10 types of nuts - the benefits

10 types of nuts - the benefits

Tasty and versatile, for some years now nuts have been experiencing a period of great rediscovery, both by consumers and health specialists.

In shell or shelled, in grain or as a cream, roasted or natural, nuts can now be found in kitchens all over the world.

Thanks to their fundamental nutritional features, nuts are no longer being "prescribed" only by dieticians and nutritionists to all those people who want to go on a diet, but they are also recommended by dermatologists, trainers, cardiologists, etc.
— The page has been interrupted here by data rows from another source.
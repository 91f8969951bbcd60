//! Database seeder for Finboard development and testing.
//!
//! Seeds a demo account and a few months of ledger activity so the
//! dashboard has something to show on a fresh database.
//!
//! Usage: cargo run --bin seeder

use chrono::{Duration, Utc};
use finboard_core::auth::{HashParams, hash_password};
use finboard_db::entities::transactions::TransactionKind;
use finboard_db::entities::{transactions, users};
use rust_decimal::Decimal;
use sea_orm::{ActiveModelTrait, ColumnTrait, DatabaseConnection, EntityTrait, QueryFilter, Set};
use std::str::FromStr;
use uuid::Uuid;

/// Demo user ID (consistent for all seeds)
const DEMO_USER_ID: &str = "00000000-0000-0000-0000-000000000001";
/// Demo account credentials printed after seeding
const DEMO_EMAIL: &str = "demo@finboard.dev";
const DEMO_PASSWORD: &str = "finboard-demo";

#[tokio::main]
async fn main() {
    dotenvy::dotenv().ok();

    let database_url =
        std::env::var("DATABASE_URL").expect("DATABASE_URL must be set in environment");

    println!("Connecting to database...");
    let db = finboard_db::connect(&database_url, 5, 1)
        .await
        .expect("Failed to connect to database");

    println!("Seeding demo user...");
    seed_demo_user(&db).await;

    println!("Seeding demo ledger...");
    seed_demo_ledger(&db).await;

    println!("Seeding complete!");
    println!("  Login with {DEMO_EMAIL} / {DEMO_PASSWORD}");
}

fn demo_user_id() -> Uuid {
    Uuid::parse_str(DEMO_USER_ID).unwrap()
}

/// Seeds the demo user with a real argon2 hash so login works.
async fn seed_demo_user(db: &DatabaseConnection) {
    // Check if user already exists
    if users::Entity::find_by_id(demo_user_id())
        .one(db)
        .await
        .ok()
        .flatten()
        .is_some()
    {
        println!("  Demo user already exists, skipping...");
        return;
    }

    let password_hash =
        hash_password(DEMO_PASSWORD, HashParams::default()).expect("Failed to hash demo password");

    let user = users::ActiveModel {
        id: Set(demo_user_id()),
        email: Set(DEMO_EMAIL.to_string()),
        password_hash: Set(password_hash),
        created_at: Set(Utc::now().into()),
    };

    if let Err(e) = user.insert(db).await {
        eprintln!("Failed to insert demo user: {e}");
    } else {
        println!("  Created demo user: {DEMO_EMAIL}");
    }
}

/// Seeds three months of ledger rows for the demo user.
#[allow(clippy::too_many_lines)]
async fn seed_demo_ledger(db: &DatabaseConnection) {
    let user_id = demo_user_id();

    // Skip if the demo user already has ledger rows
    let existing = transactions::Entity::find()
        .filter(transactions::Column::UserId.eq(user_id))
        .one(db)
        .await
        .ok()
        .flatten();
    if existing.is_some() {
        println!("  Demo ledger already seeded, skipping...");
        return;
    }

    // (days ago, description, category, amount, kind)
    let entries = [
        (
            2,
            "Client invoice - Meridian Co",
            "consulting",
            "2400.00",
            TransactionKind::Income,
        ),
        (3, "Grocery run", "food", "-86.40", TransactionKind::Expense),
        (
            5,
            "Cloud hosting",
            "infrastructure",
            "-42.00",
            TransactionKind::Expense,
        ),
        (
            9,
            "Workshop fee",
            "training",
            "350.00",
            TransactionKind::Income,
        ),
        (
            12,
            "Office rent",
            "rent",
            "-950.00",
            TransactionKind::Expense,
        ),
        (
            16,
            "Freelance payout",
            "consulting",
            "1180.50",
            TransactionKind::Income,
        ),
        (
            21,
            "Team lunch",
            "food",
            "-64.75",
            TransactionKind::Expense,
        ),
        (
            32,
            "Client invoice - Meridian Co",
            "consulting",
            "2400.00",
            TransactionKind::Income,
        ),
        (
            40,
            "Office rent",
            "rent",
            "-950.00",
            TransactionKind::Expense,
        ),
        (
            47,
            "Conference travel",
            "travel",
            "-612.30",
            TransactionKind::Expense,
        ),
        (
            63,
            "Client invoice - Meridian Co",
            "consulting",
            "2400.00",
            TransactionKind::Income,
        ),
        (
            71,
            "Office rent",
            "rent",
            "-950.00",
            TransactionKind::Expense,
        ),
    ];

    let today = Utc::now().date_naive();
    let mut inserted = 0;

    for (days_ago, description, category, amount, kind) in entries {
        let row = transactions::ActiveModel {
            user_id: Set(user_id),
            date: Set(today - Duration::days(days_ago)),
            description: Set(Some(description.to_string())),
            category: Set(Some(category.to_string())),
            amount: Set(Decimal::from_str(amount).unwrap()),
            kind: Set(kind),
            created_at: Set(Utc::now().into()),
            ..Default::default()
        };

        if let Err(e) = row.insert(db).await {
            eprintln!("Failed to insert ledger row: {e}");
        } else {
            inserted += 1;
        }
    }

    println!("  Inserted {inserted} ledger rows");
}
//! JWT token issuance and verification.
//!
//! Single home for signing-key handling; nothing outside this module
//! touches token internals.

use chrono::{Duration, Utc};
use jsonwebtoken::{DecodingKey, EncodingKey, Header, Validation, decode, encode};
use thiserror::Error;
use uuid::Uuid;

use crate::auth::Claims;

/// JWT configuration.
///
/// The secret comes from [`crate::config::AuthConfig`]; there is no
/// `Default` impl and no fallback secret.
#[derive(Debug, Clone)]
pub struct JwtConfig {
    /// Secret key for signing tokens.
    pub secret: String,
    /// Token lifetime in seconds.
    pub token_ttl_secs: i64,
}

/// Errors that can occur during JWT operations.
#[derive(Debug, Error)]
pub enum JwtError {
    /// Token encoding failed.
    #[error("failed to encode token: {0}")]
    Encoding(String),

    /// Token has expired.
    #[error("token has expired")]
    Expired,

    /// Token is invalid: bad signature, malformed, or wrong key.
    #[error("invalid token")]
    Invalid,
}

/// JWT service for token operations.
#[derive(Clone)]
pub struct JwtService {
    config: JwtConfig,
    encoding_key: EncodingKey,
    decoding_key: DecodingKey,
}

impl std::fmt::Debug for JwtService {
    fn fmt(&self, f: &mut std::fmt::Formatter<'_>) -> std::fmt::Result {
        f.debug_struct("JwtService")
            .field("token_ttl_secs", &self.config.token_ttl_secs)
            .field("secret", &"[hidden]")
            .field("encoding_key", &"[hidden]")
            .field("decoding_key", &"[hidden]")
            .finish()
    }
}

impl JwtService {
    /// Creates a new JWT service with the given configuration.
    #[must_use]
    pub fn new(config: JwtConfig) -> Self {
        let encoding_key = EncodingKey::from_secret(config.secret.as_bytes());
        let decoding_key = DecodingKey::from_secret(config.secret.as_bytes());
        Self {
            config,
            encoding_key,
            decoding_key,
        }
    }

    /// Issues a token for a user with the configured lifetime.
    ///
    /// # Errors
    ///
    /// Returns `JwtError::Encoding` if token generation fails.
    pub fn issue(&self, user_id: Uuid, email: &str) -> Result<String, JwtError> {
        self.issue_with_ttl(user_id, email, Duration::seconds(self.config.token_ttl_secs))
    }

    /// Issues a token with an explicit lifetime.
    ///
    /// A negative `ttl` produces an already-expired token.
    ///
    /// # Errors
    ///
    /// Returns `JwtError::Encoding` if token generation fails.
    pub fn issue_with_ttl(
        &self,
        user_id: Uuid,
        email: &str,
        ttl: Duration,
    ) -> Result<String, JwtError> {
        let expires_at = Utc::now() + ttl;
        let claims = Claims::new(user_id, email, expires_at);

        encode(&Header::default(), &claims, &self.encoding_key)
            .map_err(|e| JwtError::Encoding(e.to_string()))
    }

    /// Verifies a token and returns its claims.
    ///
    /// Expiry is checked with zero leeway: a token is rejected the moment
    /// its `exp` passes. Every failure other than expiry collapses into
    /// `Invalid` so callers never act on partially-trusted claims.
    ///
    /// # Errors
    ///
    /// Returns `JwtError::Expired` if the token has expired.
    /// Returns `JwtError::Invalid` for any other verification failure.
    pub fn verify(&self, token: &str) -> Result<Claims, JwtError> {
        let mut validation = Validation::default();
        validation.leeway = 0;

        decode::<Claims>(token, &self.decoding_key, &validation)
            .map(|data| data.claims)
            .map_err(|e| match e.kind() {
                jsonwebtoken::errors::ErrorKind::ExpiredSignature => JwtError::Expired,
                _ => JwtError::Invalid,
            })
    }

    /// Returns the configured token lifetime in seconds.
    #[must_use]
    pub const fn token_ttl_secs(&self) -> i64 {
        self.config.token_ttl_secs
    }
}

#[cfg(test)]
mod tests {
    use super::*;

    fn create_test_service() -> JwtService {
        JwtService::new(JwtConfig {
            secret: "test-secret-key-for-testing".to_string(),
            token_ttl_secs: 3600,
        })
    }

    #[test]
    fn test_issue_token() {
        let service = create_test_service();
        let token = service.issue(Uuid::new_v4(), "user@example.com").unwrap();
        assert!(!token.is_empty());
    }

    #[test]
    fn test_verify_round_trip() {
        let service = create_test_service();
        let user_id = Uuid::new_v4();

        let token = service.issue(user_id, "user@example.com").unwrap();
        let claims = service.verify(&token).unwrap();

        assert_eq!(claims.user_id(), user_id);
        assert_eq!(claims.email, "user@example.com");
        assert!(claims.exp > claims.iat);
    }

    #[test]
    fn test_expiry_matches_configured_ttl() {
        let service = create_test_service();
        let token = service.issue(Uuid::new_v4(), "user@example.com").unwrap();
        let claims = service.verify(&token).unwrap();

        let lifetime = claims.exp - claims.iat;
        assert!((lifetime - service.token_ttl_secs()).abs() <= 1);
    }

    #[test]
    fn test_expired_token_rejected() {
        let service = create_test_service();
        let token = service
            .issue_with_ttl(Uuid::new_v4(), "user@example.com", Duration::seconds(-3600))
            .unwrap();

        let result = service.verify(&token);
        assert!(matches!(result, Err(JwtError::Expired)));
    }

    #[test]
    fn test_malformed_token_rejected() {
        let service = create_test_service();
        let result = service.verify("invalid.token.here");
        assert!(matches!(result, Err(JwtError::Invalid)));
    }

    #[test]
    fn test_wrong_secret_rejected() {
        let service = create_test_service();
        let other = JwtService::new(JwtConfig {
            secret: "a-completely-different-secret".to_string(),
            token_ttl_secs: 3600,
        });

        let token = service.issue(Uuid::new_v4(), "user@example.com").unwrap();
        let result = other.verify(&token);
        assert!(matches!(result, Err(JwtError::Invalid)));
    }

    #[test]
    fn test_tampered_token_rejected() {
        let service = create_test_service();
        let token = service.issue(Uuid::new_v4(), "user@example.com").unwrap();

        let mut tampered = token.clone();
        tampered.pop();
        let result = service.verify(&tampered);
        assert!(matches!(result, Err(JwtError::Invalid)));
    }

    #[test]
    fn test_debug_hides_secret() {
        let service = create_test_service();
        let rendered = format!("{service:?}");
        assert!(!rendered.contains("test-secret-key-for-testing"));
    }
}
//! Upstream acquisition for both portals.
//!
//! Raw HTTP and browser access, the fixed-delay retry policy, and the two
//! fetchers that combine them with extraction.

pub mod attendance_fetcher;
pub mod browser;
pub mod http_client;
pub mod result_fetcher;
pub mod retry;
pub mod strategy;

pub use attendance_fetcher::AttendanceFetcher;
pub use result_fetcher::{build_strategy, ResultFetcher};
pub use retry::RetryPolicy;
pub use strategy::{FetchStrategy, HttpStrategy};
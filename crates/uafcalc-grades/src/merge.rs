//! Folding attendance-portal courses into a result transcript.

use crate::types::{AttendanceRecord, CourseRecord, DEFAULT_ATTENDANCE_CREDIT_HOURS};
use std::collections::HashSet;

/// Append attendance courses that the results portal does not list yet.
///
/// Attendance rows carry no credit hours, so each added course gets
/// `default_credit_hours` (falling back to `"3"` when blank). Courses whose
/// code already appears in `results` are skipped, as are repeated codes
/// within `attendance` itself. Returns a new list; inputs are untouched.
pub fn merge_attendance(
    results: &[CourseRecord],
    attendance: &[AttendanceRecord],
    default_credit_hours: &str,
) -> Vec<CourseRecord> {
    let credit_hours = if default_credit_hours.trim().is_empty() {
        DEFAULT_ATTENDANCE_CREDIT_HOURS
    } else {
        default_credit_hours.trim()
    };

    let mut seen: HashSet<&str> = results.iter().map(|c| c.course_code.as_str()).collect();
    let mut merged = results.to_vec();

    for record in attendance {
        let code = record.course.course_code.as_str();
        if code.is_empty() || !seen.insert(code) {
            continue;
        }
        merged.push(record.with_credit_hours(credit_hours));
    }

    merged
}
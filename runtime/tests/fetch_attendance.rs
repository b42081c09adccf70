//! Attendance fetching against a mock ASP.NET portal.

mod common;

use common::*;
use uafcalc_grades::RegistrationNumber;
use uafcalc_runtime::acquisition::AttendanceFetcher;
use uafcalc_runtime::ScrapeError;
use wiremock::matchers::{body_string_contains, header, method, path};
use wiremock::{Mock, MockServer, ResponseTemplate};

fn reg() -> RegistrationNumber {
    RegistrationNumber::parse(REG).unwrap()
}

async fn mount_form(server: &MockServer, body: &str) {
    Mock::given(method("GET"))
        .and(path("/"))
        .respond_with(ResponseTemplate::new(200).set_body_string(body))
        .mount(server)
        .await;
}

fn session_redirect() -> ResponseTemplate {
    ResponseTemplate::new(302)
        .insert_header("Location", "/StudentDetail.aspx")
        .insert_header("Set-Cookie", "ASP.NET_SessionId=sess1; path=/; HttpOnly")
}

#[tokio::test]
async fn test_attendance_session_flow() {
    let server = MockServer::start().await;
    mount_form(&server, ATTENDANCE_FORM).await;
    Mock::given(method("POST"))
        .and(path("/default.aspx"))
        .and(body_string_contains("__EVENTVALIDATION=ev-xyz"))
        .and(body_string_contains("ctl00%24Main%24txtReg=2022-ag-7693"))
        .and(body_string_contains("ctl00%24Main%24btnShow=Show"))
        .respond_with(session_redirect())
        .expect(1)
        .mount(&server)
        .await;
    Mock::given(method("GET"))
        .and(path("/StudentDetail.aspx"))
        .and(header("cookie", "ASP.NET_SessionId=sess1"))
        .respond_with(ResponseTemplate::new(200).set_body_string(ATTENDANCE_DETAIL))
        .expect(1)
        .mount(&server)
        .await;

    let fetcher = AttendanceFetcher::new(&mock_config(&server)).unwrap();
    let records = fetcher.fetch(&reg()).await.unwrap();

    assert_eq!(records.len(), 2);
    let first = &records[0].course;
    assert_eq!(first.sr, "1");
    assert_eq!(first.course_code, "CS-501");
    assert_eq!(first.semester, "Winter 2024-2025");
    assert_eq!(first.mid, "12");
    assert_eq!(first.total, "46.50");
    assert!(first.credit_hours.is_empty());

    let second = &records[1].course;
    assert_eq!(second.teacher_name, "N/A");
    assert_eq!(second.course_title, "CS-502");
    assert_eq!(second.total, "35");
}

#[tokio::test]
async fn test_missing_hidden_field() {
    let server = MockServer::start().await;
    let form = ATTENDANCE_FORM.replace("__EVENTVALIDATION", "__SOMETHING_ELSE");
    mount_form(&server, &form).await;
    Mock::given(method("POST"))
        .respond_with(session_redirect())
        .expect(0)
        .mount(&server)
        .await;

    let fetcher = AttendanceFetcher::new(&mock_config(&server)).unwrap();
    let err = fetcher.fetch(&reg()).await.unwrap_err();
    assert!(
        matches!(err, ScrapeError::HiddenFieldMissing("__EVENTVALIDATION")),
        "{err:?}"
    );
}

#[tokio::test]
async fn test_missing_session_cookie() {
    let server = MockServer::start().await;
    mount_form(&server, ATTENDANCE_FORM).await;
    Mock::given(method("POST"))
        .and(path("/default.aspx"))
        .respond_with(ResponseTemplate::new(302).insert_header("Location", "/StudentDetail.aspx"))
        .expect(3)
        .mount(&server)
        .await;
    Mock::given(method("GET"))
        .and(path("/StudentDetail.aspx"))
        .respond_with(ResponseTemplate::new(200).set_body_string(ATTENDANCE_DETAIL))
        .expect(0)
        .mount(&server)
        .await;

    let fetcher = AttendanceFetcher::new(&mock_config(&server)).unwrap();
    let err = fetcher.fetch(&reg()).await.unwrap_err();
    assert!(matches!(err, ScrapeError::SessionCookieMissing), "{err:?}");
}

#[tokio::test]
async fn test_search_must_redirect() {
    let server = MockServer::start().await;
    mount_form(&server, ATTENDANCE_FORM).await;
    Mock::given(method("POST"))
        .and(path("/default.aspx"))
        .respond_with(ResponseTemplate::new(200).set_body_string(ATTENDANCE_FORM))
        .mount(&server)
        .await;

    let fetcher = AttendanceFetcher::new(&mock_config(&server)).unwrap();
    let err = fetcher.fetch(&reg()).await.unwrap_err();
    match err {
        ScrapeError::Transport(msg) => assert!(msg.contains("200"), "{msg}"),
        other => panic!("unexpected error: {other:?}"),
    }
}

#[tokio::test]
async fn test_page_loads_follow_redirects() {
    let server = MockServer::start().await;
    Mock::given(method("GET"))
        .and(path("/"))
        .respond_with(ResponseTemplate::new(302).insert_header("Location", "/Login.aspx"))
        .mount(&server)
        .await;
    Mock::given(method("GET"))
        .and(path("/Login.aspx"))
        .respond_with(ResponseTemplate::new(200).set_body_string(ATTENDANCE_FORM))
        .expect(1)
        .mount(&server)
        .await;
    Mock::given(method("POST"))
        .and(path("/default.aspx"))
        .respond_with(session_redirect())
        .expect(1)
        .mount(&server)
        .await;
    Mock::given(method("GET"))
        .and(path("/StudentDetail.aspx"))
        .respond_with(ResponseTemplate::new(302).insert_header("Location", "/Detail.aspx"))
        .mount(&server)
        .await;
    Mock::given(method("GET"))
        .and(path("/Detail.aspx"))
        .respond_with(ResponseTemplate::new(200).set_body_string(ATTENDANCE_DETAIL))
        .expect(1)
        .mount(&server)
        .await;

    let fetcher = AttendanceFetcher::new(&mock_config(&server)).unwrap();
    let records = fetcher.fetch(&reg()).await.unwrap();
    assert_eq!(records.len(), 2);
}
These experts recommend the consumption of nuts together with therapies or specific treatments as a contribution for the enhancement of physical conditions involving different aspects of health and wellbeing.

Before continuing with the article, one thing is to be made clear: despite nuts actually having rather interesting nutritional characteristics, it is still a food, thus it cannot replace drugs or specific therapies. In fact, there exists no magical or miraculous food.

It has been scientifically proven and acknowledged by the entire scientific community that the introduction of nuts within a balanced diet and a healthy lifestyle may have positive effects. It is still to be borne in mind that the advice of experts is to be followed and that an abuse of nuts is not correct, as it is a food with a high energetic value.

The high energetic value of nuts is due to the high quantity of fats that characterise its natural composition. The fats contained in nuts are mainly mono and polyunsaturated and among these stand out the fatty acids belonging to the class omega-6 (linoleic acid) and omega-3 (alpha-linolenic acid): the replacement of saturated fats with unsaturated fats in the diet has considerable health benefits, because the latter contribute to the normalisation of circulating cholesterol levels.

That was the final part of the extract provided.